What is the difference between TAP, Career Skills Program, and SkillBridge?

TAP (Transition Assistance Program) is the mandatory transition curriculum every separating service member completes. The Career Skills Program (CSP) connects soldiers to apprenticeships, on-the-job training, and internships within 180 days of separation. DoD SkillBridge is the national program that places transitioning members with civilian employers during their final 180 days of service. CSP and SkillBridge let employers train candidates before formally hiring them.

How can a Pierce County employer hire transitioning JBLM service members?
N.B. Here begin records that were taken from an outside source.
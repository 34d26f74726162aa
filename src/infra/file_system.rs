use crate::core::prompt_compiler::compile_prompt;
use crate::core::suggestions::suggest;
use crate::core::token_estimator::estimate_text_tokens;
use crate::domain::errors::ServiceError;
use crate::domain::models::{
    FileContent, FileTreeNode, PromptPayload, PromptResponse, RemoteFile, SelectedFile,
};
use crate::infra::file_service::FileService;
use crossterm::{
    ExecutableCommand, cursor,
    terminal::{Clear, ClearType},
};
use log::{debug, info, warn};
use std::collections::HashMap;
use std::fs;
use std::io::{self, IsTerminal, Write};
use std::path::{Component, Path, PathBuf};
use std::time::{Duration, Instant};
use walkdir::{DirEntry, WalkDir};

pub const DEFAULT_EXCLUDES: &str = ".git,node_modules,target,.venv";

// Spinner on stderr while walking large trees. Silent when stderr is not a terminal.
struct ScanProgress {
    start_time: Instant,
    update_interval: Duration,
    last_update: Instant,
    scanned_count: usize,
    enabled: bool,
}

impl ScanProgress {
    fn new() -> Self {
        Self {
            start_time: Instant::now(),
            update_interval: Duration::from_millis(250),
            last_update: Instant::now(),
            scanned_count: 0,
            enabled: io::stderr().is_terminal(),
        }
    }

    fn update(&mut self) -> io::Result<()> {
        self.scanned_count += 1;

        let now = Instant::now();
        if !self.enabled || now.duration_since(self.last_update) < self.update_interval {
            return Ok(());
        }
        self.last_update = now;

        let spinner_chars = ['⠋', '⠙', '⠹', '⠸', '⠼', '⠴', '⠦', '⠧', '⠇', '⠏'];
        let spinner_idx =
            ((self.start_time.elapsed().as_millis() / 100) % spinner_chars.len() as u128) as usize;

        let mut stderr = io::stderr();
        stderr.execute(cursor::SavePosition)?;
        stderr.execute(Clear(ClearType::CurrentLine))?;
        write!(
            stderr,
            "{} Scanning files: {} entries",
            spinner_chars[spinner_idx], self.scanned_count
        )?;
        stderr.flush()?;
        stderr.execute(cursor::RestorePosition)?;
        Ok(())
    }

    fn finish(&self) -> io::Result<()> {
        if self.enabled {
            io::stderr().execute(Clear(ClearType::CurrentLine))?;
        }
        debug!(
            "Scanned {} entries in {:.1}s",
            self.scanned_count,
            self.start_time.elapsed().as_secs_f32()
        );
        Ok(())
    }
}

fn is_excluded(entry: &DirEntry, root: &Path, exclude_patterns: &[String]) -> bool {
    if entry.depth() == 0 {
        return false;
    }
    let rel = entry.path().strip_prefix(root).unwrap_or(entry.path());
    let rel = rel.to_string_lossy();
    exclude_patterns
        .iter()
        .filter(|p| !p.is_empty())
        .any(|pat| rel.contains(pat.as_str()))
}

fn relative_path(path: &Path, root: &Path) -> String {
    path.strip_prefix(root)
        .unwrap_or(path)
        .components()
        .map(|c| c.as_os_str().to_string_lossy())
        .collect::<Vec<_>>()
        .join("/")
}

pub fn build_directory_tree(root: &Path, exclude_patterns: &[String]) -> io::Result<FileTreeNode> {
    info!("Building directory tree for: {}", root.display());
    let mut progress = ScanProgress::new();

    let root_name = root
        .file_name()
        .map(|n| n.to_string_lossy().to_string())
        .unwrap_or_else(|| ".".to_string());

    // Open directories, innermost last: (depth, node).
    let mut stack: Vec<(usize, FileTreeNode)> = Vec::new();

    fn close_until(stack: &mut Vec<(usize, FileTreeNode)>, depth: usize) {
        while stack.len() > 1 && stack.last().is_some_and(|(d, _)| *d >= depth) {
            if let Some((_, done)) = stack.pop() {
                if let Some((_, parent)) = stack.last_mut() {
                    parent.children.get_or_insert_with(Vec::new).push(done);
                }
            }
        }
    }

    for entry in WalkDir::new(root)
        .sort_by_file_name()
        .into_iter()
        .filter_entry(|e| !is_excluded(e, root, exclude_patterns))
    {
        let entry = match entry {
            Ok(entry) => entry,
            Err(e) => {
                warn!("Skipping unreadable entry: {}", e);
                continue;
            }
        };
        progress.update()?;

        if entry.depth() == 0 {
            if !entry.file_type().is_dir() {
                return Err(io::Error::new(
                    io::ErrorKind::InvalidInput,
                    format!("not a directory: {}", root.display()),
                ));
            }
            stack.push((0, FileTreeNode::directory(root_name.clone(), "", Vec::new())));
            continue;
        }

        close_until(&mut stack, entry.depth());
        let name = entry.file_name().to_string_lossy().to_string();
        let path = relative_path(entry.path(), root);

        if entry.file_type().is_dir() {
            stack.push((entry.depth(), FileTreeNode::directory(name, path, Vec::new())));
        } else if entry.file_type().is_file() {
            if let Some((_, parent)) = stack.last_mut() {
                parent
                    .children
                    .get_or_insert_with(Vec::new)
                    .push(FileTreeNode::file(name, path));
            }
        }
    }

    close_until(&mut stack, 1);
    progress.finish()?;

    let tree = match stack.pop() {
        Some((_, tree)) => tree,
        None => {
            return Err(io::Error::new(
                io::ErrorKind::NotFound,
                format!("cannot read directory {}", root.display()),
            ));
        }
    };
    info!("Found {} files", tree.file_count());
    Ok(tree)
}

pub fn read_file_contents(path: &Path) -> Result<String, ServiceError> {
    if !path.is_file() {
        warn!("Not a readable file: {}", path.display());
        return Err(ServiceError::NotFound(path.display().to_string()));
    }

    debug!("Reading file contents: {}", path.display());
    let bytes = fs::read(path)?;
    debug!("Read {} bytes from file", bytes.len());
    Ok(String::from_utf8_lossy(&bytes).into_owned())
}

pub struct LocalFileService {
    root: PathBuf,
    exclude_patterns: Vec<String>,
}

impl LocalFileService {
    pub fn new(root: impl Into<PathBuf>, exclude_patterns: Vec<String>) -> Self {
        Self {
            root: root.into(),
            exclude_patterns,
        }
    }

    fn resolve(&self, path: &str) -> Result<PathBuf, ServiceError> {
        let candidate = Path::new(path);
        let relative = if candidate.is_absolute() {
            candidate
                .strip_prefix(&self.root)
                .map_err(|_| ServiceError::OutsideRoot(path.to_string()))?
        } else {
            candidate
        };

        if relative
            .components()
            .any(|c| !matches!(c, Component::Normal(_) | Component::CurDir))
        {
            return Err(ServiceError::OutsideRoot(path.to_string()));
        }
        Ok(self.root.join(relative))
    }
}

impl FileService for LocalFileService {
    fn cwd(&self) -> Result<String, ServiceError> {
        Ok(self.root.display().to_string())
    }

    fn list_files(&self) -> Result<Vec<RemoteFile>, ServiceError> {
        let tree = build_directory_tree(&self.root, &self.exclude_patterns)?;
        Ok(tree
            .files()
            .into_iter()
            .map(|node| RemoteFile {
                path: node.path.clone(),
                name: node.name.clone(),
                kind: node.extension.clone().unwrap_or_default(),
            })
            .collect())
    }

    fn file_content(&self, path: &str) -> Result<FileContent, ServiceError> {
        let content = read_file_contents(&self.resolve(path)?)?;
        Ok(FileContent {
            token_count: estimate_text_tokens(&content),
            content,
        })
    }

    fn directory_tree(&self, root_path: &str) -> Result<FileTreeNode, ServiceError> {
        let dir = self.resolve(root_path)?;
        if !dir.is_dir() {
            return Err(ServiceError::NotFound(root_path.to_string()));
        }
        let mut tree = build_directory_tree(&dir, &self.exclude_patterns)?;

        // Re-anchor paths on the service root so they can be passed back to `file_content`.
        let prefix = relative_path(&dir, &self.root);
        if !prefix.is_empty() {
            prefix_paths(&mut tree, &prefix);
        }
        Ok(tree)
    }

    fn upload_file(&self, file_name: &str, bytes: Vec<u8>) -> Result<RemoteFile, ServiceError> {
        let name = Path::new(file_name)
            .file_name()
            .map(|n| n.to_string_lossy().to_string())
            .ok_or_else(|| ServiceError::OutsideRoot(file_name.to_string()))?;

        let target = self.root.join(&name);
        fs::write(&target, bytes)?;
        info!("Stored {} in {}", name, self.root.display());

        Ok(RemoteFile {
            kind: Path::new(&name)
                .extension()
                .map(|e| e.to_string_lossy().to_string())
                .unwrap_or_default(),
            path: name.clone(),
            name,
        })
    }

    fn delete_file(&self, path: &str) -> Result<(), ServiceError> {
        let target = self.resolve(path)?;
        if !target.is_file() {
            return Err(ServiceError::NotFound(path.to_string()));
        }
        fs::remove_file(&target)?;
        info!("Deleted {}", target.display());
        Ok(())
    }

    fn compile_prompt(&self, payload: &PromptPayload) -> Result<PromptResponse, ServiceError> {
        let files: Vec<SelectedFile> = payload
            .files
            .iter()
            .map(|f| SelectedFile::new(f.file_path.clone(), f.content.clone().unwrap_or_default()))
            .collect();
        let system_prompt = payload.system_prompt.as_deref().unwrap_or("");
        let compiled_prompt = compile_prompt(system_prompt, &payload.prompt_text, &files, false);

        let mut metadata = HashMap::new();
        metadata.insert("file_count".to_string(), files.len().into());
        metadata.insert(
            "prompt_length".to_string(),
            payload.prompt_text.chars().count().into(),
        );
        metadata.insert(
            "total_length".to_string(),
            compiled_prompt.chars().count().into(),
        );

        Ok(PromptResponse {
            suggestions: suggest(&payload.prompt_text),
            compiled_prompt,
            metadata,
        })
    }

    fn suggestions(&self, payload: &PromptPayload) -> Result<Vec<String>, ServiceError> {
        Ok(suggest(&payload.prompt_text))
    }
}

fn prefix_paths(node: &mut FileTreeNode, prefix: &str) {
    node.path = if node.path.is_empty() {
        prefix.to_string()
    } else {
        format!("{}/{}", prefix, node.path)
    };
    if let Some(children) = node.children.as_mut() {
        for child in children {
            prefix_paths(child, prefix);
        }
    }
}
Employers can register as a SkillBridge or Career Skills Program host site to access candidates before separation, attend JBLM-hosted job fairs run with WorkSource and the base’s Veterans Employee Resource Group, and partner with WorkForce Central’s WorkSource Pierce network to connect with veteran job seekers.

What is the current unemployment rate in the Tacoma-Lakewood area?

Pierce County, which comprises the Tacoma-Lakewood Metropolitan Division, had an unemployment rate of 5.3% as of March 2026, down from 6.1% in February 2026. The county had about 344,000 jobs on payrolls and roughly 26,362 residents counted as unemployed, per the Washington Employment Security Department.

How big is JBLM’s economic impact on Pierce County?

In federal fiscal year 2023, JBLM-related federal spending brought $622 million in contracts and $11.3 million in grants into Pierce County, supported 533 local contractors across 229 industries, sustained more than 6,000 procurement-linked jobs in Pierce and Thurston counties, and generated roughly $681.4 million in gross state product and nearly $62 million in state and local tax revenue.